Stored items
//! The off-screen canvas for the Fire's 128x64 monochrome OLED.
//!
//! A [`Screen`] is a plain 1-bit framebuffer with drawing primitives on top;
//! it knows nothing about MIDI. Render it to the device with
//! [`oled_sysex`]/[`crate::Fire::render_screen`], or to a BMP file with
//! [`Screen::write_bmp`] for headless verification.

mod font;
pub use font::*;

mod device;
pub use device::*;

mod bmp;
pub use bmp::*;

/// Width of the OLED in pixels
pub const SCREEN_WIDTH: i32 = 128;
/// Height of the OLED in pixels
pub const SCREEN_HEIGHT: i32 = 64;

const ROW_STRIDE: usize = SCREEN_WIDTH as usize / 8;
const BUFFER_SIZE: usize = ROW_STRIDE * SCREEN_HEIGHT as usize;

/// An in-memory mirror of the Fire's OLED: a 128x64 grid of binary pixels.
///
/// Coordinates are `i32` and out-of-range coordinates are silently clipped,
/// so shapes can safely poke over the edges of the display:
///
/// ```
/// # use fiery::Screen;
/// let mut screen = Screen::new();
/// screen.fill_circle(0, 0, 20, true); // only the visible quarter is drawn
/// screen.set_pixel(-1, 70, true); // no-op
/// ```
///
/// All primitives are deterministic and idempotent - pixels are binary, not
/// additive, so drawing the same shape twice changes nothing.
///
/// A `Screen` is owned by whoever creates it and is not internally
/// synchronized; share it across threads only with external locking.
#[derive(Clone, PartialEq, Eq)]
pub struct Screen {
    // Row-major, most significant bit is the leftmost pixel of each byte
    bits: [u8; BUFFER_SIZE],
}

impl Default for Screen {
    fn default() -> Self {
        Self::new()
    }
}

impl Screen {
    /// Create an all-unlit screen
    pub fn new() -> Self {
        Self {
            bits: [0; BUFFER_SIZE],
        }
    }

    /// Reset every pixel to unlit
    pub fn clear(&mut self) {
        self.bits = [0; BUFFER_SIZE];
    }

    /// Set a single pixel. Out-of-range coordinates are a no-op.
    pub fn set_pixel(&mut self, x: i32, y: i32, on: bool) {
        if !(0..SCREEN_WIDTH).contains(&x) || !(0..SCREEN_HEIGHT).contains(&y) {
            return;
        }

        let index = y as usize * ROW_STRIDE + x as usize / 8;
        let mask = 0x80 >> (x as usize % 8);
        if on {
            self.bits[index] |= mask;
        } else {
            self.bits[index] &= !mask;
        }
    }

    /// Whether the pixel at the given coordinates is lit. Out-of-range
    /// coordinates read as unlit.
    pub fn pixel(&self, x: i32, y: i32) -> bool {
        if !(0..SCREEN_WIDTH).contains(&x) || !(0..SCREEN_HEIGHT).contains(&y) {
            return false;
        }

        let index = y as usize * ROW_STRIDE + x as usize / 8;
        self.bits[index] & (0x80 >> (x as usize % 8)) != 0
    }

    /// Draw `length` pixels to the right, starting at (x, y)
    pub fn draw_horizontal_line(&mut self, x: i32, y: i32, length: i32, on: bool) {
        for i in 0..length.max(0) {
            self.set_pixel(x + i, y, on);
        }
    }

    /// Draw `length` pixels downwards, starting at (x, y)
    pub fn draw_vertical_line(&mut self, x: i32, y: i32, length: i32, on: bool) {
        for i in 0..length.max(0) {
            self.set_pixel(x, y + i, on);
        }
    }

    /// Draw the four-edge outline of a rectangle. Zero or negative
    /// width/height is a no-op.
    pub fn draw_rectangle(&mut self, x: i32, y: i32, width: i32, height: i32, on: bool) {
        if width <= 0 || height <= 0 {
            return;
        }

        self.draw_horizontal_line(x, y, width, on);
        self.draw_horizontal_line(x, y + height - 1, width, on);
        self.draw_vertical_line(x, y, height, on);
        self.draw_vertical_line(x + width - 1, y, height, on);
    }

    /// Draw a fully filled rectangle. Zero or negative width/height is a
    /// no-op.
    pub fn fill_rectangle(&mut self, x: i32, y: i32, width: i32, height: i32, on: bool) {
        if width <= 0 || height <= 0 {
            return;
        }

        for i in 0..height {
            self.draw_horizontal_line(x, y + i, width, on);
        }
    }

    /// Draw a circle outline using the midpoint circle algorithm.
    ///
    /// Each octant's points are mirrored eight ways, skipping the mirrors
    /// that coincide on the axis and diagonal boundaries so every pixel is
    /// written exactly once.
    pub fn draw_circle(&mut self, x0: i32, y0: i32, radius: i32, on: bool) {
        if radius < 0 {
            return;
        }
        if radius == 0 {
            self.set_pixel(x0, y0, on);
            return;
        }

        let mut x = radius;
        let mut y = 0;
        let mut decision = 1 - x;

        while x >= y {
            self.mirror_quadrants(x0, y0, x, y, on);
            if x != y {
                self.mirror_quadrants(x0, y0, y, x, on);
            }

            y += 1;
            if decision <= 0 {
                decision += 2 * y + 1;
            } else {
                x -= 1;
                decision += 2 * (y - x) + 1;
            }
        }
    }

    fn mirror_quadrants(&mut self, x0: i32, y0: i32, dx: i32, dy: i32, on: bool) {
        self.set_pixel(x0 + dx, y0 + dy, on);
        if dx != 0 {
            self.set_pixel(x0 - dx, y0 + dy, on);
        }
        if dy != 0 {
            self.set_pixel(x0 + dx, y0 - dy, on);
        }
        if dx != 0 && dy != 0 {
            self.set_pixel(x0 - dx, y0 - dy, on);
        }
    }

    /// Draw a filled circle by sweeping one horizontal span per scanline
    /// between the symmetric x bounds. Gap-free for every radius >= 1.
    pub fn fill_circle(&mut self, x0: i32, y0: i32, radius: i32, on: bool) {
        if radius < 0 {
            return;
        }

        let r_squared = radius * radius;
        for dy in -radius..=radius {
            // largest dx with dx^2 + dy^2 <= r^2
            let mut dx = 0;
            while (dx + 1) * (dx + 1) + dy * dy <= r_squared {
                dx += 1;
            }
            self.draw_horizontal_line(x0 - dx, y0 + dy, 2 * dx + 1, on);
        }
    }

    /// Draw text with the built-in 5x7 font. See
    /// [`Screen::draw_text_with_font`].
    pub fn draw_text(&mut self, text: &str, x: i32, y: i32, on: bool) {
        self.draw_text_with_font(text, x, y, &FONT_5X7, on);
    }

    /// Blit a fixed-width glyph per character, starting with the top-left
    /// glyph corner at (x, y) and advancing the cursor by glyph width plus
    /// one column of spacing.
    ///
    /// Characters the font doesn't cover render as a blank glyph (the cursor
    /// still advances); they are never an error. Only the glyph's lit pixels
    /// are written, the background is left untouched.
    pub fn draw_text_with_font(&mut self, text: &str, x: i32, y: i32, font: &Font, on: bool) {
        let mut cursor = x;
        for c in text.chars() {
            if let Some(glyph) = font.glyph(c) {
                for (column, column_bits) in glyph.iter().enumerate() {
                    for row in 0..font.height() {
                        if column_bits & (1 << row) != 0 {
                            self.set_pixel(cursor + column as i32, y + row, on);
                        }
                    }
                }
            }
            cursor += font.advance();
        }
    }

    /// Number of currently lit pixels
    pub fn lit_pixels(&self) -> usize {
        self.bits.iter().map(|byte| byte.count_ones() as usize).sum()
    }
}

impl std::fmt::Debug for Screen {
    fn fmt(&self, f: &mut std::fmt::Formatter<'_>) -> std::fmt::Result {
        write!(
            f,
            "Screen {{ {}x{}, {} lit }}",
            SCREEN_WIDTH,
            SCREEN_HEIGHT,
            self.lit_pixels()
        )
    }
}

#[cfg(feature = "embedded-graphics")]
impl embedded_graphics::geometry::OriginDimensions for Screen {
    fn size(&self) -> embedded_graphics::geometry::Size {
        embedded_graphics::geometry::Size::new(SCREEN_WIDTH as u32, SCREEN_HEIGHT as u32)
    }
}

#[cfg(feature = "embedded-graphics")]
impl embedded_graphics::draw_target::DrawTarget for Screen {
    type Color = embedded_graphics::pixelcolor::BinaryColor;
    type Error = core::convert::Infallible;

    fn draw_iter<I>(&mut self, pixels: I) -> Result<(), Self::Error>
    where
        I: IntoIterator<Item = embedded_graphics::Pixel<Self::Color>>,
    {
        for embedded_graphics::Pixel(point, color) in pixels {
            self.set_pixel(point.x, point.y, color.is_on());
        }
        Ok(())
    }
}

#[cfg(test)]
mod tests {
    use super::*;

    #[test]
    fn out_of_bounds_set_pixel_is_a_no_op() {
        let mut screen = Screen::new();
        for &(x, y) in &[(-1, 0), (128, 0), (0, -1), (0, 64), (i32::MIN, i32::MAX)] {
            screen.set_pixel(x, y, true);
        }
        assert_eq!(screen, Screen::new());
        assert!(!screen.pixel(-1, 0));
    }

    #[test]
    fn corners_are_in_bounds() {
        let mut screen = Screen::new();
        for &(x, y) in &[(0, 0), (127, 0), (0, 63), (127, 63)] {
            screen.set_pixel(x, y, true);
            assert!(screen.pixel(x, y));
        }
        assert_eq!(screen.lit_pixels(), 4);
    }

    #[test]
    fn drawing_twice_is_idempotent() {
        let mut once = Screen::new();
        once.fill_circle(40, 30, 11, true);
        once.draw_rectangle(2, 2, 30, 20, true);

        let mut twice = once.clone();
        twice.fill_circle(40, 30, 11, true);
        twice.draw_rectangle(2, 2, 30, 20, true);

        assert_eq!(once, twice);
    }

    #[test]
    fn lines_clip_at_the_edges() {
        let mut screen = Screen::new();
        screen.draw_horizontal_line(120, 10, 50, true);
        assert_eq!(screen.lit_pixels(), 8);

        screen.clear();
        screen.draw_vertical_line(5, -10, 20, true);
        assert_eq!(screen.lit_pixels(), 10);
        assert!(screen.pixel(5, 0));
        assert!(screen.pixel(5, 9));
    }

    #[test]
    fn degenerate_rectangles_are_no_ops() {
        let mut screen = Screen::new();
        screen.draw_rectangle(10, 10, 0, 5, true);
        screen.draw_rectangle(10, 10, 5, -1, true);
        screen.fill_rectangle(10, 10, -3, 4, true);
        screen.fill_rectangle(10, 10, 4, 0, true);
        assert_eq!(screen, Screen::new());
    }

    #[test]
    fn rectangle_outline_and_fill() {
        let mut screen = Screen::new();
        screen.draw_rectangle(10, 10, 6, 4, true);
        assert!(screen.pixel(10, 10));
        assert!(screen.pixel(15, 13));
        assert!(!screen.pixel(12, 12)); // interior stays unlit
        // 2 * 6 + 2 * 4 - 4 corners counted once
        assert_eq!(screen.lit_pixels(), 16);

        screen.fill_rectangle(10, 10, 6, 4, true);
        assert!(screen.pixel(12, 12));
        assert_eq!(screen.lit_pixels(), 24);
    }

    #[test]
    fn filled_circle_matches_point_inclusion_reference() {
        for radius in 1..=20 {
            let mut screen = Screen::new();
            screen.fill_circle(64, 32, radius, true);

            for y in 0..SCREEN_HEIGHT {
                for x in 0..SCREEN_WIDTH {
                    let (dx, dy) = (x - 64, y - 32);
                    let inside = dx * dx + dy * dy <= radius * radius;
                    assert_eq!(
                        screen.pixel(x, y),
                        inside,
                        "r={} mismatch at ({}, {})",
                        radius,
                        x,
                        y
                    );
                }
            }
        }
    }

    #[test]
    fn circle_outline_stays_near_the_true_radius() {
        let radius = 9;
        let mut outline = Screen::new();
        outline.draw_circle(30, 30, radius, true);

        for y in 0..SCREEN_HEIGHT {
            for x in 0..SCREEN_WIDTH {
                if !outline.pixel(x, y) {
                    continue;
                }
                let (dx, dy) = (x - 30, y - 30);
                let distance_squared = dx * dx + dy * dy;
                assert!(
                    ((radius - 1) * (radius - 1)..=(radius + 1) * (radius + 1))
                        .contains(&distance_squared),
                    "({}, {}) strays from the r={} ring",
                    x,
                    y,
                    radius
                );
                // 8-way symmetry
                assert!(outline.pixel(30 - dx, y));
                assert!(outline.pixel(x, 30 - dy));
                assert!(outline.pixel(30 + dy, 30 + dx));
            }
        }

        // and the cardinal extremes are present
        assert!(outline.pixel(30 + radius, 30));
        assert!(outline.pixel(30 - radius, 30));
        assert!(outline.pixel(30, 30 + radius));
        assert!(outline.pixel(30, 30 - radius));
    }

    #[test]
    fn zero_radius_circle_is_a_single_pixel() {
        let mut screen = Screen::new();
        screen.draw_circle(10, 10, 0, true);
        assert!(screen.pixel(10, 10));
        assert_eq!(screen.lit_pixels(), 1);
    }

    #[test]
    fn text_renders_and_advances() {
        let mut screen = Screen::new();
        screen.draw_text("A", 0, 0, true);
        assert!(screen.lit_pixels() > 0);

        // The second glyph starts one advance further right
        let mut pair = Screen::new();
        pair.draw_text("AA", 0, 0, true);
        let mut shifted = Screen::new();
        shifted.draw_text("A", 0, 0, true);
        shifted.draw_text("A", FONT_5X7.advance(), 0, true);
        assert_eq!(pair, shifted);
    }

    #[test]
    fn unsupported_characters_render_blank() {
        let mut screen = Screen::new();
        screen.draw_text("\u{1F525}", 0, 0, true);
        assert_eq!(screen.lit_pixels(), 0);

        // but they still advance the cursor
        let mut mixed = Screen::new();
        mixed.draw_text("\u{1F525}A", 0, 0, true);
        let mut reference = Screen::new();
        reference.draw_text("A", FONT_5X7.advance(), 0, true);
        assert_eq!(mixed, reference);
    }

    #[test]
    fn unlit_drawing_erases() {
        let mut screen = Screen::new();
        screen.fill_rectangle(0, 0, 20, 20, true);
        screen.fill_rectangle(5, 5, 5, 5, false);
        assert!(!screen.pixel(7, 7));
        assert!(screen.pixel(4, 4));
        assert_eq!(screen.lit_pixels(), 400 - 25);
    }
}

**Task details**
Looking back over the data above, restate word for word the lines that begin at the line with "glyph's lit pixels" and end at the line with "for c in text.chars()", inclusive.

**Exercise result**
    /// still advances); they are never an error. Only the glyph's lit pixels
    /// are written, the background is left untouched.
    pub fn draw_text_with_font(&mut self, text: &str, x: i32, y: i32, font: &Font, on: bool) {
        let mut cursor = x;
        for c in text.chars() {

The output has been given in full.